I was still carrying the coffee that Cole had brought when he picked me up for school, and I almost spilled it on him when
Bethany bounded up to me.

“Guess what?” she said, practically bubbling over. “Guess what?”

“What?” I said, jerking my arm away from her flailing hands to save my coffee.

“Watch it,” Cole snapped, pulling back, like he was being hit by a scalding tidal wave or something. Funny how Bethany’s presence
could wind Cole tight like that. Just minutes ago he’d been standing at my door, grinning over a steaming coffee, kissing
me after I sipped it, smacking his lips and saying,
Mmm, sweet! And the coffee’s tasty, too!
and making me giggle. He’d just been joking with me in the car, squeezing my knee and putting my name into dirty limericks,
making plans for all the things we’d do
together over Christmas break. And now he was snapping at us like he’d woken up on the wrong side of the Earth this morning.

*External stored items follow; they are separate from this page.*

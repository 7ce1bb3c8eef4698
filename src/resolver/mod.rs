//! Build configuration resolution.
//!
//! [`resolve`] turns a [`BuildRequest`] and a [`ToolchainContext`] into a
//! [`ResolvedPlan`]. It is a pure function of its inputs apart from
//! checking that the source directory exists: the environment has already
//! been sampled into the context, and nothing is spawned here.
//!
//! Configure arguments are emitted in a fixed order:
//! 1. Output, interpreter, build type and version definitions
//! 2. Runtime search path for co-located libraries
//! 3. Generator selection
//! 4. macOS architectures
//! 5. Raw extra arguments (`CMAKE_ARGS`, then the request's own)

mod archflags;
mod errors;
pub mod generator;
pub mod platform;

use std::path::{Component, Path, PathBuf, MAIN_SEPARATOR};

use crate::builder::context::ToolchainContext;
use crate::core::plan::{ProcessStep, ResolvedPlan, StepKind};
use crate::core::request::BuildRequest;

pub use archflags::parse_archflags;
pub use errors::ResolveError;
pub use generator::{GeneratorArgs, GeneratorSource};
pub use platform::ArchTable;

/// CMake variable that receives the version string.
pub const VERSION_INFO_DEFINE: &str = "EXAMPLE_VERSION_INFO";

/// Library directory, relative to `CONDA_PREFIX`, the module is linked
/// to search at load time.
pub const CONDA_RUNTIME_SUBDIR: &str = "lib/python3.10/site-packages/lib";

/// Resolve the full configure/build/install plan for one extension.
pub fn resolve(request: &BuildRequest, ctx: &ToolchainContext) -> Result<ResolvedPlan, ResolveError> {
    if !request.source_dir().is_dir() {
        return Err(ResolveError::SourceDirMissing(request.source_dir().to_path_buf()));
    }
    check_target_name(request.name())?;

    let source_dir = absolute(request.source_dir());
    let output_dir = absolute(request.output_dir());
    let mode = request.build_mode();

    let mut configure_args = vec![
        "-DPYTHON_BUILD=ON".to_string(),
        format!("-DCMAKE_LIBRARY_OUTPUT_DIRECTORY={}{}", output_dir.display(), MAIN_SEPARATOR),
        format!("-DPYTHON_EXECUTABLE={}", ctx.interpreter.display()),
        format!("-DCMAKE_INSTALL_PREFIX={}{}", output_dir.display(), MAIN_SEPARATOR),
        format!("-DCMAKE_BUILD_TYPE={}", mode),
        format!("-D{}={}", VERSION_INFO_DEFINE, request.version_info()),
    ];
    let mut build_args = Vec::new();

    if let Some(rpath) = runtime_search_path(ctx) {
        configure_args.push(format!("-DCMAKE_SHARED_LINKER_FLAGS=-Wl,-rpath,{}", rpath));
    }

    let requested = request
        .requested_generator()
        .map(|g| (g, GeneratorSource::Request))
        .or_else(|| ctx.env.generator().map(|g| (g, GeneratorSource::Environment)));

    let selection = generator::select(requested, mode, &output_dir, ctx)?;
    configure_args.extend(selection.configure);
    build_args.extend(selection.build);

    let archs = target_architectures(request, ctx)?;
    if !archs.is_empty() {
        configure_args.push(format!("-DCMAKE_OSX_ARCHITECTURES={}", archs.join(";")));
    }

    configure_args.extend(ctx.env.extra_cmake_args());
    configure_args.extend(request.extra_arg_list().iter().cloned());

    if !ctx.env.parallel_level_set() {
        if let Some(jobs) = request.job_count() {
            build_args.push(format!("-j{}", jobs));
        }
    }

    let scratch_dir = request.scratch_dir();

    let configure = ProcessStep::new(StepKind::Configure, &ctx.cmake, &scratch_dir)
        .arg(source_dir.display().to_string())
        .args(configure_args.iter().cloned());

    let build = ProcessStep::new(StepKind::Build, &ctx.cmake, &scratch_dir)
        .args(["--build", ".", "-j"])
        .arg(ctx.build_parallel.to_string())
        .args(build_args.iter().cloned());

    let mut install = ProcessStep::new(StepKind::Install, &ctx.cmake, &scratch_dir)
        .args(["--install", "."]);
    if selection.multi_config {
        install = install.args(["--config", mode.as_str()]);
    }

    tracing::debug!("configure args: {:?}", configure_args);
    tracing::debug!("build args: {:?}", build_args);

    Ok(ResolvedPlan {
        configure_args,
        build_args,
        output_dir,
        scratch_dir,
        steps: vec![configure, build, install],
    })
}

/// Runtime library directory under `CONDA_PREFIX`, for non-MSVC linkers.
fn runtime_search_path(ctx: &ToolchainContext) -> Option<String> {
    if ctx.compiler.is_msvc() {
        return None;
    }
    let prefix = ctx.env.conda_prefix.as_deref().filter(|p| !p.is_empty())?;
    Some(format!("{}/{}", prefix.trim_end_matches('/'), CONDA_RUNTIME_SUBDIR))
}

/// Architectures for a macOS universal or cross build.
fn target_architectures(
    request: &BuildRequest,
    ctx: &ToolchainContext,
) -> Result<Vec<String>, ResolveError> {
    if !ctx.os.is_darwin() {
        if !request.architecture_list().is_empty() {
            tracing::warn!("ignoring target architectures: only supported on macOS hosts");
        }
        return Ok(Vec::new());
    }

    let mut archs = match ctx.env.archflags {
        Some(ref flags) => parse_archflags(flags)?,
        None => Vec::new(),
    };

    for arch in request.architecture_list() {
        if !archs.contains(arch) {
            archs.push(arch.clone());
        }
    }

    Ok(archs)
}

/// The scratch directory is `<build-temp>/<name>`, so the name must be one
/// normal path component.
fn check_target_name(name: &str) -> Result<(), ResolveError> {
    let mut components = Path::new(name).components();
    let single = matches!(
        (components.next(), components.next()),
        (Some(Component::Normal(_)), None)
    );

    if !single || name.contains(['/', '\\']) {
        return Err(ResolveError::InvalidTargetName(name.to_string()));
    }
    Ok(())
}

fn absolute(path: &Path) -> PathBuf {
    std::path::absolute(path).unwrap_or_else(|_| path.to_path_buf())
}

But his mood was going to do nothing to squelch Bethany’s. “Zack got the lead in
The Moon for Me and You
!” she squealed. “Total upset. Mickey Hankins thought he had it in the bag. Mickey’s, like, freaking out right now. Nurse’s
office, crying. Swear to God.”

Mickey Hankins had good reason to think he’d get the lead in the musical. After all, he’d had the lead in All Things Theatrical
since he was in the womb. But Zack had worked really hard over the summer at drama camp and had even taken private voice lessons
from a college student, some girl he called Big Boobs Belinda. He was gunning to go out his senior year as a lead instead
of chorus drone in just one production, and he was definitely out for Mickey Hankins’s head.

In my opinion, Mickey never stood a chance. Zack had gotten amazingly good.

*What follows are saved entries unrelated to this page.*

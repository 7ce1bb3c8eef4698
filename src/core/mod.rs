//! Core data structures for cmext.
//!
//! - Build requests (what the packaging layer asks for)
//! - Resolved plans (what gets executed)

pub mod plan;
pub mod request;

pub use plan::{ProcessStep, ResolvedPlan, StepKind};
pub use request::{BuildMode, BuildRequest};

“Oh my God, I can’t believe I forgot about tryouts last week. That’s awesome!” I squealed. “Where is he?”

“Outside,” she said, looking toward the double doors. “He wanted to call his mom and tell her. She was dying to know.”

I turned to Cole, who was still scowling at my coffee. “Did you hear that?” I said excitedly, pulling on his arm. He’d acted
so sorry in the couple weeks since the wrist incident. I was hoping he’d make another try at getting along
with Zack. Or that he could at least pretend, for my sake. “Come on, let’s go outside and congratulate him. He’s gotta be
so stoked.”

“Pass,” Cole said, pulling his arm out of my grasp.

I tried to ignore the look that flitted over Bethany’s face. I was pretty sure she’d passed the stage of being afraid to dislike
Cole in front of me. And I was pretty sure I couldn’t blame her. Not that any of them seemed to care what kind of awkward
position their little feud put me in every day.

Bethany continued. “We’re going to celebrate after school at El Manuel’s. Come with. All-you-can-eat salsa, extra hot, and
virgin piña coladas, extra yum…”

“Okay. Yeah. Of course,” I said. “I’m off tonight. We’ll be there.”

“No,” Cole said next to me. “No,
we
won’t.”

“Cole,” I said, turning and looping my arms through his. “Can’t you try? Just this once? For me?” I batted my eyes, trying
to make him laugh like he’d just been doing in the car.

He sighed and kissed me on the nose. “I can’t,” he said. “Basketball practice, remember?”

“Oh,” I breathed. “I forgot about practice.” I turned to Bethany. “I promised I’d come watch.” Bethany visibly wilted, and
I let out a deep sigh. “Cole… I mean, it’s just practice, right? And Zack’s worked really hard for this all summer. I’ll leave
Manuel’s early and catch the end of basketball, okay? I’ll do both.”